Although post-exertional symptoms and being unable to experience benefit from GET are not necessarily the same either, judging from many patients' experiences (outside the stranglehold of proponents publications) it effectively is the same because the activity ceiling is absolutely real and cannot be evaded by GET, the piper has to be paid eventually. If you can evade your limitations with GET, perhaps you're recovering anyway or your illness does not have the same characteristics of others who can't maintain GET. I can see how exercise could be useful for regaining fitness levels during underlying recovery, but otherwise is useless and dangerous. As we see in GET studies using a control group eg attempting GET coincides with natural improvements, most of the PACE GET group who reported improvements and being "within normal range" (cough) would have done so anyway. I guess it is also possible for a grey area to exist where some mildly affected genuine patients have over-compensated to their symptoms and are operating far below their activity ceiling?
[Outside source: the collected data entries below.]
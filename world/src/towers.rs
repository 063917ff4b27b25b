//! Authoritative tower state management utilities.

use std::{collections::BTreeMap, time::Duration};

use elemental_defence_core::{
    CellCoord, PowerUpTotals, TowerId, TowerKind, TowerSnapshot, TowerStats, UpgradeLevels,
};

/// State of a tower stored inside the world.
#[derive(Clone, Debug)]
pub(crate) struct TowerState {
    /// Identifier allocated by the world for the tower.
    pub(crate) id: TowerId,
    /// Kind of tower that was constructed.
    pub(crate) kind: TowerKind,
    /// Cell hosting the tower.
    pub(crate) cell: CellCoord,
    pub(crate) level: u32,
    pub(crate) health: u32,
    pub(crate) barrier: u32,
    pub(crate) power_ups: PowerUpTotals,
    pub(crate) last_fired: Option<Duration>,
    /// Highlighted as part of a synthesis selection.
    pub(crate) selected: bool,
}

impl TowerState {
    fn new(id: TowerId, kind: TowerKind, cell: CellCoord) -> Self {
        Self {
            id,
            kind,
            cell,
            level: 1,
            health: kind.max_health(),
            barrier: kind.max_barrier(),
            power_ups: PowerUpTotals::default(),
            last_fired: None,
            selected: false,
        }
    }

    pub(crate) fn stats(&self, upgrades: UpgradeLevels) -> TowerStats {
        TowerStats::resolve(self.kind, self.level, upgrades, self.power_ups)
    }

    /// Drains the barrier first and spills the remainder into health.
    pub(crate) fn absorb(&mut self, amount: u32) {
        let absorbed = amount.min(self.barrier);
        self.barrier -= absorbed;
        self.health = self.health.saturating_sub(amount - absorbed);
    }

    pub(crate) fn repair(&mut self, amount: u32) {
        self.health = self
            .health
            .saturating_add(amount)
            .min(self.kind.max_health());
    }

    pub(crate) fn recharge(&mut self, amount: u32) {
        self.barrier = self
            .barrier
            .saturating_add(amount)
            .min(self.kind.max_barrier());
    }

    pub(crate) fn is_destroyed(&self) -> bool {
        self.health == 0
    }

    pub(crate) fn snapshot(&self, upgrades: UpgradeLevels) -> TowerSnapshot {
        TowerSnapshot {
            id: self.id,
            kind: self.kind,
            cell: self.cell,
            position: self.cell.center(),
            level: self.level,
            stats: self.stats(upgrades),
            health: self.health,
            max_health: self.kind.max_health(),
            barrier: self.barrier,
            max_barrier: self.kind.max_barrier(),
            last_fired: self.last_fired,
            selected: self.selected,
        }
    }
}

/// Registry that stores towers and manages identifier allocation.
#[derive(Debug)]
pub(crate) struct TowerRegistry {
    entries: BTreeMap<TowerId, TowerState>,
    next_tower_id: TowerId,
}

impl TowerRegistry {
    /// Creates an empty tower registry with a reset identifier counter.
    pub(crate) fn new() -> Self {
        Self {
            entries: BTreeMap::new(),
            next_tower_id: TowerId::new(0),
        }
    }

    /// Stores a fresh tower and returns the identifier allocated to it.
    pub(crate) fn insert(&mut self, kind: TowerKind, cell: CellCoord) -> TowerId {
        let id = self.next_tower_id;
        self.next_tower_id = TowerId::new(id.get().saturating_add(1));
        let _ = self.entries.insert(id, TowerState::new(id, kind, cell));
        id
    }

    pub(crate) fn get(&self, id: TowerId) -> Option<&TowerState> {
        self.entries.get(&id)
    }

    pub(crate) fn get_mut(&mut self, id: TowerId) -> Option<&mut TowerState> {
        self.entries.get_mut(&id)
    }

    pub(crate) fn remove(&mut self, id: TowerId) -> Option<TowerState> {
        self.entries.remove(&id)
    }

    pub(crate) fn iter(&self) -> impl Iterator<Item = &TowerState> {
        self.entries.values()
    }
}
//! Tunable parameters of a simulation session.

use elemental_defence_core::{EnemyKind, MovementMode, ResourceLedger};
use serde::{Deserialize, Serialize};
use thiserror::Error;

const DEFAULT_CORE_HEALTH: u32 = 1000;
const DEFAULT_WAVE_BONUS: u32 = 150;
const DEFAULT_RNG_SEED: u64 = 0x0e1e_3e17_a1de_fe5e;

/// Session settings, loadable from TOML.
///
/// Every field is optional in the document and falls back to the defaults of
/// the classic game.
#[derive(Clone, Debug, PartialEq, Eq, Serialize, Deserialize)]
#[serde(default, deny_unknown_fields)]
pub struct SimulationConfig {
    /// Gold the player starts with.
    pub starting_gold: u32,
    /// Mana the player starts with.
    pub starting_mana: u32,
    /// Health of the core.
    pub core_health: u32,
    /// Gold awarded for clearing a wave.
    pub wave_bonus: u32,
    /// Seed shared by the world and the wave scheduler.
    pub rng_seed: u64,
    /// How enemies travel toward the core.
    pub movement_mode: MovementMode,
    /// Enemy kinds waves draw from.
    pub enemies: Vec<EnemyKind>,
}

impl SimulationConfig {
    /// Parses and validates a TOML document.
    pub fn from_toml_str(document: &str) -> Result<Self, ConfigError> {
        let config: Self = toml::from_str(document)?;
        config.validate()?;
        Ok(config)
    }

    /// Checks that the settings describe a playable session.
    pub fn validate(&self) -> Result<(), ConfigError> {
        if self.core_health == 0 {
            return Err(ConfigError::ZeroCoreHealth);
        }
        if self.enemies.is_empty() {
            return Err(ConfigError::NoEnemies);
        }
        Ok(())
    }

    /// Ledger holding the starting resources.
    #[must_use]
    pub fn ledger(&self) -> ResourceLedger {
        ResourceLedger::new(self.starting_gold, self.starting_mana)
    }
}

impl Default for SimulationConfig {
    fn default() -> Self {
        let ledger = ResourceLedger::default();
        Self {
            starting_gold: ledger.gold(),
            starting_mana: ledger.mana(),
            core_health: DEFAULT_CORE_HEALTH,
            wave_bonus: DEFAULT_WAVE_BONUS,
            rng_seed: DEFAULT_RNG_SEED,
            movement_mode: MovementMode::FixedPath,
            enemies: EnemyKind::ALL.to_vec(),
        }
    }
}

/// Errors raised while loading a [`SimulationConfig`].
#[derive(Debug, Error)]
pub enum ConfigError {
    /// The document is not valid TOML or has unexpected fields.
    #[error("malformed configuration: {0}")]
    Malformed(#[from] toml::de::Error),
    /// The core would start destroyed.
    #[error("core health must be positive")]
    ZeroCoreHealth,
    /// Waves would have nothing to spawn.
    #[error("at least one enemy kind must be enabled")]
    NoEnemies,
}

#[cfg(test)]
mod tests {
    use super::*;

    #[test]
    fn empty_document_yields_defaults() {
        let config = SimulationConfig::from_toml_str("").expect("defaults");
        assert_eq!(config, SimulationConfig::default());
        assert_eq!(config.starting_gold, 500);
        assert_eq!(config.starting_mana, 100);
        assert_eq!(config.wave_bonus, 150);
    }

    #[test]
    fn partial_document_overrides_fields() {
        let config = SimulationConfig::from_toml_str(
            r#"
            starting_gold = 900
            movement_mode = "dynamic"
            enemies = ["goblin", "slime"]
            "#,
        )
        .expect("valid config");

        assert_eq!(config.starting_gold, 900);
        assert_eq!(config.movement_mode, MovementMode::Dynamic);
        assert_eq!(config.enemies, vec![EnemyKind::Goblin, EnemyKind::Slime]);
        assert_eq!(config.core_health, 1000);
    }

    #[test]
    fn unknown_fields_are_rejected() {
        let error = SimulationConfig::from_toml_str("gems = 3").expect_err("unknown field");
        assert!(matches!(error, ConfigError::Malformed(_)));
    }

    #[test]
    fn unplayable_settings_are_rejected() {
        assert!(matches!(
            SimulationConfig::from_toml_str("enemies = []"),
            Err(ConfigError::NoEnemies)
        ));
        assert!(matches!(
            SimulationConfig::from_toml_str("core_health = 0"),
            Err(ConfigError::ZeroCoreHealth)
        ));
    }
}
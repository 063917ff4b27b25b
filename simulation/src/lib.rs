#![deny(
    unsafe_code,
    missing_docs,
    dead_code,
    unused_results,
    non_snake_case,
    unreachable_pub
)]

//! Simulation loop that wires the world to every system.
//!
//! [`Simulation`] owns the authoritative [`World`], the player's resources and
//! the pure systems. Player actions become commands applied to the world, and
//! each call to [`Simulation::tick`] runs one frame: clock advance, movement,
//! targeting, combat, projectile flight, spawning, then wave-clear and
//! game-over evaluation.

mod config;
mod presenter;

pub use config::{ConfigError, SimulationConfig};
pub use presenter::{
    EntityFrame, EntityHandle, EntityKind, Feedback, LogFeedback, NullPresenter, Presenter,
};

use std::time::Duration;

use elemental_defence_core::{
    CellCoord, Command, Event, PowerUp, ResourceLedger, TowerId, TowerKind, TowerTarget,
    UpgradeAttribute, WaveError,
};
use elemental_defence_system_movement::Movement;
use elemental_defence_system_projectiles::Projectiles;
use elemental_defence_system_spawning::{Config as SpawningConfig, WaveScheduler};
use elemental_defence_system_synthesis::ModeManager;
use elemental_defence_system_tower_combat::TowerCombat;
use elemental_defence_system_tower_targeting::TowerTargeting;
use elemental_defence_world::{self as world, query, Level, World, WorldConfig};
use log::{debug, info};

/// Result of a player action.
#[derive(Clone, Debug, PartialEq, Eq)]
pub struct ActionOutcome {
    /// Whether the action took effect.
    pub success: bool,
    /// Gold spent by the action.
    pub cost: u32,
    /// Player-facing description of the outcome.
    pub message: String,
}

impl ActionOutcome {
    fn succeeded(cost: u32, message: impl Into<String>) -> Self {
        Self {
            success: true,
            cost,
            message: message.into(),
        }
    }

    fn failed(message: impl Into<String>) -> Self {
        Self {
            success: false,
            cost: 0,
            message: message.into(),
        }
    }
}

/// Summary of a single simulation frame.
#[derive(Clone, Debug, Default, PartialEq)]
pub struct TickReport {
    /// Every event the world reported during the frame.
    pub events: Vec<Event>,
    /// Wave cleared during the frame, if any.
    pub wave_cleared: Option<u32>,
    /// Whether the core has fallen.
    pub game_over: bool,
}

/// A running game session.
#[derive(Debug)]
pub struct Simulation<P, F> {
    world: World,
    ledger: ResourceLedger,
    config: SimulationConfig,
    movement: Movement,
    targeting: TowerTargeting,
    combat: TowerCombat,
    projectiles: Projectiles,
    waves: WaveScheduler,
    modes: ModeManager,
    presenter: P,
    feedback: F,
    targets: Vec<TowerTarget>,
    game_over: bool,
}

impl<P: Presenter, F: Feedback> Simulation<P, F> {
    /// Creates a session on `level` once `config` has been validated.
    pub fn new(
        level: &Level,
        config: SimulationConfig,
        presenter: P,
        feedback: F,
    ) -> Result<Self, ConfigError> {
        config.validate()?;

        let world = World::from_level(
            level,
            WorldConfig {
                core_health: config.core_health,
                movement_mode: config.movement_mode,
                rng_seed: config.rng_seed,
            },
        );
        let waves = WaveScheduler::new(SpawningConfig::new(
            config.rng_seed.rotate_left(17),
            config.enemies.clone(),
        ));
        info!("{}", query::welcome_banner(&world));

        Ok(Self {
            world,
            ledger: config.ledger(),
            config,
            movement: Movement::new(),
            targeting: TowerTargeting::new(),
            combat: TowerCombat::new(),
            projectiles: Projectiles::new(),
            waves,
            modes: ModeManager::new(),
            presenter,
            feedback,
            targets: Vec::new(),
            game_over: false,
        })
    }

    /// Authoritative world state.
    #[must_use]
    pub fn world(&self) -> &World {
        &self.world
    }

    /// Player resources.
    #[must_use]
    pub fn ledger(&self) -> ResourceLedger {
        self.ledger
    }

    /// Wave scheduler state.
    #[must_use]
    pub fn waves(&self) -> &WaveScheduler {
        &self.waves
    }

    /// Input mode and synthesis selection.
    #[must_use]
    pub fn modes(&self) -> &ModeManager {
        &self.modes
    }

    /// Presenter receiving entity frames.
    #[must_use]
    pub fn presenter(&self) -> &P {
        &self.presenter
    }

    /// Feedback sink receiving notifications.
    #[must_use]
    pub fn feedback(&self) -> &F {
        &self.feedback
    }

    /// Reports whether the core has fallen.
    #[must_use]
    pub fn is_game_over(&self) -> bool {
        self.game_over
    }

    /// Buys and places a tower of `kind` on `cell`.
    pub fn place_tower(&mut self, cell: CellCoord, kind: TowerKind) -> ActionOutcome {
        self.act(Command::PlaceTower { kind, cell })
    }

    /// Buys a global upgrade level for `attribute`.
    pub fn upgrade(&mut self, attribute: UpgradeAttribute) -> ActionOutcome {
        self.act(Command::PurchaseUpgrade { attribute })
    }

    /// Raises the level of a single tower.
    pub fn level_up_tower(&mut self, tower: TowerId) -> ActionOutcome {
        self.act(Command::LevelUpTower { tower })
    }

    /// Grants a power-up to a single tower.
    pub fn apply_power_up(&mut self, tower: TowerId, power_up: PowerUp) -> ActionOutcome {
        self.act(Command::ApplyPowerUp { tower, power_up })
    }

    /// Deals `amount` damage to a tower, barrier first.
    pub fn damage_tower(&mut self, tower: TowerId, amount: u32) -> ActionOutcome {
        self.act(Command::DamageTower { tower, amount })
    }

    /// Enters placement mode for `kind`.
    pub fn on_click_tower_button(&mut self, kind: TowerKind) {
        let mut commands = Vec::new();
        self.modes.on_click_tower_button(kind, &mut commands);
        let _ = self.execute(commands);
    }

    /// Toggles synthesis mode.
    pub fn on_click_synthesis_button(&mut self) {
        let mut commands = Vec::new();
        self.modes.on_click_synthesis_button(&mut commands);
        let _ = self.execute(commands);
        if let Some(message) = self.modes.message() {
            self.feedback.report_feedback(message);
        }
    }

    /// Handles a click on `cell` according to the active mode.
    pub fn on_click_map(&mut self, cell: CellCoord) -> ActionOutcome {
        let occupant = query::tower_at(&self.world, cell)
            .and_then(|tower| query::tower(&self.world, tower))
            .map(|snapshot| (snapshot.id, snapshot.kind));

        let mut commands = Vec::new();
        if let Err(reason) = self.modes.on_click_map(cell, occupant, &mut commands) {
            let outcome = ActionOutcome::failed(reason.to_string());
            self.report(&outcome);
            return outcome;
        }

        let events = self.execute(commands);
        let outcome = summarize(&events).unwrap_or_else(|| {
            ActionOutcome::succeeded(0, self.modes.message().unwrap_or_default())
        });
        self.report(&outcome);
        outcome
    }

    /// Handles the escape key.
    pub fn on_click_esc(&mut self) {
        let mut commands = Vec::new();
        self.modes.on_click_esc(&mut commands);
        let _ = self.execute(commands);
    }

    /// Confirms the selected synthesis pair.
    pub fn on_confirm_synthesis(&mut self) -> ActionOutcome {
        let outcome = match self.modes.on_confirm_synthesis() {
            Ok(kind) => ActionOutcome::succeeded(
                0,
                format!("Synthesizing {kind}. {}", self.modes.message().unwrap_or_default()),
            ),
            Err(reason) => ActionOutcome::failed(reason.to_string()),
        };
        self.report(&outcome);
        outcome
    }

    /// Starts the next wave.
    pub fn start_wave(&mut self) -> ActionOutcome {
        let outcome = if self.game_over {
            ActionOutcome::failed(WaveError::GameOver.to_string())
        } else {
            match self.waves.start_wave() {
                Ok(plan) => ActionOutcome::succeeded(
                    0,
                    format!("Wave {} started with {} enemies", plan.wave, plan.enemies),
                ),
                Err(reason) => ActionOutcome::failed(reason.to_string()),
            }
        };
        self.report(&outcome);
        outcome
    }

    /// Advances the session by one frame of `dt` simulated time.
    ///
    /// Once the core has fallen every further tick is inert.
    pub fn tick(&mut self, dt: Duration) -> TickReport {
        if self.game_over {
            return TickReport {
                events: Vec::new(),
                wave_cleared: None,
                game_over: true,
            };
        }

        let mut events = self.execute(vec![Command::Tick { dt }]);
        let mut commands = Vec::new();

        self.movement.handle(
            &events,
            &query::enemy_view(&self.world),
            query::terrain_view(&self.world),
            query::destination(&self.world),
            &mut commands,
        );
        events.extend(self.execute(std::mem::take(&mut commands)));

        let towers = query::tower_view(&self.world);
        self.targeting
            .handle(&towers, &query::enemy_view(&self.world), &mut self.targets);
        self.combat.handle(
            query::clock(&self.world),
            &towers,
            &self.targets,
            &mut commands,
        );
        events.extend(self.execute(std::mem::take(&mut commands)));

        self.projectiles.handle(
            &query::projectile_view(&self.world),
            &query::enemy_view(&self.world),
            &mut commands,
        );
        events.extend(self.execute(std::mem::take(&mut commands)));

        self.waves.handle(
            &events,
            query::path_network(&self.world).len(),
            &mut commands,
        );
        events.extend(self.execute(std::mem::take(&mut commands)));

        let mut wave_cleared = None;
        if query::is_core_destroyed(&self.world) {
            self.game_over = true;
            self.waves.abandon();
            info!("game over at wave {}", self.waves.wave());
            self.feedback
                .report_error("Game Over! The core has been destroyed.");
        } else if let Some(wave) = self.waves.clear_wave(query::live_enemy_count(&self.world)) {
            let gold = self.config.wave_bonus;
            events.extend(self.execute(vec![Command::GrantWaveBonus { wave, gold }]));
            self.feedback
                .report_feedback(&format!("Wave Cleared! +{gold} gold"));
            wave_cleared = Some(wave);
        }

        self.present();

        TickReport {
            events,
            wave_cleared,
            game_over: self.game_over,
        }
    }

    fn act(&mut self, command: Command) -> ActionOutcome {
        let events = self.execute(vec![command]);
        let outcome = summarize(&events).unwrap_or_else(|| ActionOutcome::failed("nothing happened"));
        self.report(&outcome);
        outcome
    }

    fn execute(&mut self, commands: Vec<Command>) -> Vec<Event> {
        let mut events = Vec::new();
        for command in commands {
            world::apply(&mut self.world, &mut self.ledger, command, &mut events);
        }
        self.modes.handle(&events);
        for event in &events {
            if let Some(handle) = removed_entity(event) {
                self.presenter.remove_rendered_entity(handle);
            }
        }
        events
    }

    fn report(&mut self, outcome: &ActionOutcome) {
        if outcome.success {
            self.feedback.report_feedback(&outcome.message);
        } else {
            debug!("action rejected: {}", outcome.message);
            self.feedback.report_error(&outcome.message);
        }
    }

    fn present(&mut self) {
        for tower in query::tower_view(&self.world).iter() {
            self.presenter.render_entity(EntityFrame {
                handle: EntityHandle::Tower(tower.id),
                kind: EntityKind::Tower(tower.kind),
                position: tower.position,
                health: Some(tower.health as f32 / tower.max_health.max(1) as f32),
                selected: tower.selected,
            });
        }
        for enemy in query::enemy_view(&self.world).iter() {
            self.presenter.render_entity(EntityFrame {
                handle: EntityHandle::Enemy(enemy.id),
                kind: EntityKind::Enemy(enemy.kind),
                position: enemy.position,
                health: Some(enemy.health / enemy.max_health),
                selected: false,
            });
        }
        for projectile in query::projectile_view(&self.world).iter() {
            self.presenter.render_entity(EntityFrame {
                handle: EntityHandle::Projectile(projectile.id),
                kind: EntityKind::Projectile(projectile.tower_kind),
                position: projectile.position,
                health: None,
                selected: false,
            });
        }
    }
}

/// Player-facing outcome described by the first decisive event.
fn summarize(events: &[Event]) -> Option<ActionOutcome> {
    events.iter().find_map(|event| match *event {
        Event::TowerPlaced { kind, cost, .. } => {
            Some(ActionOutcome::succeeded(cost, format!("Placed {kind} tower")))
        }
        Event::TowerPlacementRejected { reason, .. } => Some(ActionOutcome::failed(reason.to_string())),
        Event::TowersSynthesized { kind, cost, .. } => {
            Some(ActionOutcome::succeeded(cost, format!("Synthesized {kind} tower")))
        }
        Event::SynthesisRejected { reason } => Some(ActionOutcome::failed(reason.to_string())),
        Event::UpgradePurchased {
            attribute,
            level,
            cost,
        } => Some(ActionOutcome::succeeded(
            cost,
            format!("{} upgraded to level {level}", attribute.name()),
        )),
        Event::UpgradeRejected { reason, .. } => Some(ActionOutcome::failed(reason.to_string())),
        Event::TowerLeveledUp { level, cost, .. } => Some(ActionOutcome::succeeded(
            cost,
            format!("Tower raised to level {level}"),
        )),
        Event::TowerLevelUpRejected { reason, .. } | Event::PowerUpRejected { reason, .. } => {
            Some(ActionOutcome::failed(reason.to_string()))
        }
        Event::PowerUpApplied { power_up, .. } => Some(ActionOutcome::succeeded(
            0,
            format!("{:?} power-up applied", power_up.kind),
        )),
        Event::TowerDestroyed { tower, .. } => Some(ActionOutcome::succeeded(
            0,
            format!("Tower {} destroyed", tower.get()),
        )),
        Event::TowerDamaged {
            health, barrier, ..
        } => Some(ActionOutcome::succeeded(
            0,
            format!("Tower at {health} health and {barrier} barrier"),
        )),
        _ => None,
    })
}

/// Rendered entity that an event removes from the simulation.
fn removed_entity(event: &Event) -> Option<EntityHandle> {
    match *event {
        Event::EnemyDestroyed { enemy, .. } | Event::EnemyReachedCore { enemy, .. } => {
            Some(EntityHandle::Enemy(enemy))
        }
        Event::TowerDestroyed { tower, .. } | Event::TowerConsumed { tower, .. } => {
            Some(EntityHandle::Tower(tower))
        }
        Event::ProjectileHit { projectile, .. } | Event::ProjectileMissed { projectile } => {
            Some(EntityHandle::Projectile(projectile))
        }
        _ => None,
    }
}
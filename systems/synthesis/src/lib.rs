#![deny(
    unsafe_code,
    missing_docs,
    dead_code,
    unused_results,
    non_snake_case,
    unreachable_pub
)]

//! Tower synthesis selection protocol and the player's input mode.
//!
//! Synthesis merges two towers of different elements into a stronger kind.
//! The player selects two towers, confirms the recipe and finally picks an
//! empty cell for the result. [`SynthesisSelection`] tracks that protocol,
//! while [`ModeManager`] arbitrates between synthesis and ordinary placement.

mod mode;

pub use mode::{Mode, ModeManager};

use elemental_defence_core::{CellCoord, Command, Event, SynthesisError, TowerId, TowerKind};
use log::debug;

/// Progress of the synthesis selection protocol.
#[derive(Clone, Copy, Debug, Default, PartialEq, Eq, Hash)]
pub enum SelectionStatus {
    /// No tower is selected.
    #[default]
    None,
    /// One tower is selected.
    OneSelected,
    /// Two towers of different kinds are selected.
    TwoSelected,
    /// The recipe was confirmed and a destination cell is awaited.
    Confirmed,
}

/// Tower participating in a synthesis.
#[derive(Clone, Copy, Debug, PartialEq, Eq, Hash)]
pub struct SelectedTower {
    /// Identifier of the selected tower.
    pub tower: TowerId,
    /// Kind of the selected tower.
    pub kind: TowerKind,
}

/// Selection state machine driving a single synthesis.
///
/// Selection changes are mirrored into the world through
/// [`Command::SetTowerSelected`] so selected towers stop firing.
#[derive(Clone, Debug, Default, PartialEq, Eq)]
pub struct SynthesisSelection {
    first: Option<SelectedTower>,
    second: Option<SelectedTower>,
    result: Option<TowerKind>,
}

impl SynthesisSelection {
    /// Creates an empty selection.
    #[must_use]
    pub fn new() -> Self {
        Self::default()
    }

    /// Current protocol state.
    #[must_use]
    pub fn status(&self) -> SelectionStatus {
        match (self.first, self.second, self.result) {
            (None, _, _) => SelectionStatus::None,
            (Some(_), None, _) => SelectionStatus::OneSelected,
            (Some(_), Some(_), None) => SelectionStatus::TwoSelected,
            (Some(_), Some(_), Some(_)) => SelectionStatus::Confirmed,
        }
    }

    /// First selected tower.
    #[must_use]
    pub fn first(&self) -> Option<SelectedTower> {
        self.first
    }

    /// Second selected tower.
    #[must_use]
    pub fn second(&self) -> Option<SelectedTower> {
        self.second
    }

    /// Kind the confirmed synthesis will produce.
    #[must_use]
    pub fn result(&self) -> Option<TowerKind> {
        self.result
    }

    /// Adds a tower to the selection.
    ///
    /// The second tower must be a different tower of a different kind;
    /// rejected selections leave the state untouched.
    pub fn select(
        &mut self,
        tower: TowerId,
        kind: TowerKind,
        out: &mut Vec<Command>,
    ) -> Result<SelectionStatus, SynthesisError> {
        let selected = SelectedTower { tower, kind };
        match self.status() {
            SelectionStatus::None => self.first = Some(selected),
            SelectionStatus::OneSelected => {
                let first = self.first.ok_or(SynthesisError::IncompleteSelection)?;
                if first.tower == tower {
                    return Err(SynthesisError::AlreadySelected);
                }
                if first.kind == kind {
                    return Err(SynthesisError::SameKind);
                }
                self.second = Some(selected);
            }
            SelectionStatus::TwoSelected => return Err(SynthesisError::NotConfirmed),
            SelectionStatus::Confirmed => return Err(SynthesisError::AlreadySelected),
        }

        out.push(Command::SetTowerSelected {
            tower,
            selected: true,
        });
        Ok(self.status())
    }

    /// Confirms the selected pair and looks up the recipe.
    pub fn confirm(&mut self) -> Result<TowerKind, SynthesisError> {
        let (Some(first), Some(second)) = (self.first, self.second) else {
            return Err(SynthesisError::IncompleteSelection);
        };
        if let Some(result) = self.result {
            return Ok(result);
        }

        let result =
            first
                .kind
                .synthesis_result(second.kind)
                .ok_or(SynthesisError::UnknownRecipe {
                    first: first.kind,
                    second: second.kind,
                })?;
        self.result = Some(result);
        Ok(result)
    }

    /// Builds the command placing the confirmed synthesis at `cell`.
    ///
    /// The selection stays confirmed until the world reports the outcome.
    pub fn place(&self, cell: CellCoord) -> Result<Command, SynthesisError> {
        match (self.first, self.second, self.result) {
            (Some(first), Some(second), Some(_)) => Ok(Command::SynthesizeTowers {
                first: first.tower,
                second: second.tower,
                cell,
            }),
            _ => Err(SynthesisError::NotConfirmed),
        }
    }

    /// Steps the protocol back by one state.
    ///
    /// A confirmed synthesis returns to two selected towers; otherwise the
    /// most recently selected tower is released.
    pub fn cancel(&mut self, out: &mut Vec<Command>) -> SelectionStatus {
        if self.result.take().is_none() {
            let released = match self.second.take() {
                Some(second) => Some(second),
                None => self.first.take(),
            };
            if let Some(released) = released {
                out.push(Command::SetTowerSelected {
                    tower: released.tower,
                    selected: false,
                });
            }
        }
        self.status()
    }

    /// Releases every selected tower and returns to [`SelectionStatus::None`].
    pub fn reset(&mut self, out: &mut Vec<Command>) {
        self.result = None;
        for released in [self.second.take(), self.first.take()].into_iter().flatten() {
            out.push(Command::SetTowerSelected {
                tower: released.tower,
                selected: false,
            });
        }
    }

    /// Reconciles the selection with world events.
    ///
    /// A completed synthesis clears the selection. Towers that vanish for any
    /// other reason are dropped, and the confirmation is withdrawn.
    pub fn handle(&mut self, events: &[Event]) {
        for event in events {
            match event {
                Event::TowersSynthesized { consumed, .. } => {
                    if self.involves(consumed[0]) || self.involves(consumed[1]) {
                        debug!("synthesis completed, clearing selection");
                        self.first = None;
                        self.second = None;
                        self.result = None;
                    }
                }
                Event::TowerDestroyed { tower, .. } | Event::TowerConsumed { tower, .. } => {
                    self.drop_tower(*tower);
                }
                _ => {}
            }
        }
    }

    /// Prompt describing what the player should do next.
    #[must_use]
    pub fn message(&self) -> &'static str {
        match self.status() {
            SelectionStatus::None => "Select a tower.",
            SelectionStatus::OneSelected => {
                "Select a tower of a different element. Press Esc to cancel."
            }
            SelectionStatus::TwoSelected => "Synthesize these towers? Press Esc to cancel.",
            SelectionStatus::Confirmed => "Choose where to place the synthesized tower.",
        }
    }

    fn involves(&self, tower: TowerId) -> bool {
        [self.first, self.second]
            .into_iter()
            .flatten()
            .any(|selected| selected.tower == tower)
    }

    fn drop_tower(&mut self, tower: TowerId) {
        if !self.involves(tower) {
            return;
        }
        debug!("tower {} left the synthesis selection", tower.get());
        self.result = None;
        if self.second.map(|selected| selected.tower) == Some(tower) {
            self.second = None;
        } else {
            self.first = self.second.take();
        }
    }
}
Considering patients' negative experiences including my own, I did not fully understand how "scientific" GET studies usually reported to be "safe" without adverse effects despite the presumed increase in activity until I realised that increases in activity during such studies was not actually mandatory. There is no convincing evidence that patients are generally increasing their overall activity levels after GET, it is merely presumed that they are. This presumption when combined with rigid real world applications of GET is dangerous. Peter White claims that reports of adverse effects in GET from patient surveys is probably due to rigid forms of GET rather than fundamental problems with the approach of GET. The irony though is that White's supposed caution makes it possible for patients to report improvements after GET for reasons other than exercise and without actually increasing activity level.
It is highly suspicious that the king of all GET trials the PACE Trial that White lead decided to drop the main objective outcome measurements of physical activity! Another issue is with how an adverse effect in defined. In the PACE Trial is was possible to become bedridden for up to 4 weeks due to GET and for this to be considered a non-significant impact on function! I bet the people who reported adverse effects from GET in patient surveys have a different idea of what can be described as an adverse effect.
Anyway, in my own experience over many years, I have tried different approaches to exercise and GET but all failed no matter how careful I was, there is something fundamentally wrong about the approach for me. At first I figured this is just one person's experience so perhaps other people experienced benefits just like GET studies indicate. But over time it became more clear that so many other patients have the same problem as me and the research into GET is flawed. So I have gone from totally accepting the notion that GET can help, to, wondering whether it is some delusional fad pushed inappropriately on people with CCC-ME/CFS. The main "expert" proponents of GET are still making n00b mistakes after 20 years like assuming PEM is just normal delayed onset muscle soreness that healthy people experience, yet these n00bs are influencing world opinion on ME/CFS!
The state of knowledge on ME/CFS is currently not much beyond the same stage Parkinson's disease was at when psychiatrists were proposing that the tremors were due to the struggle to control the overwhelming urge to masturbate. Maybe in the future there will be lab tests to help distinguish between those ME/CFS patients who are helped and those who are harmed by increasing activity levels. It would be interesting if "cannot be overcome by GET" were to become an official ME/CFS criterion.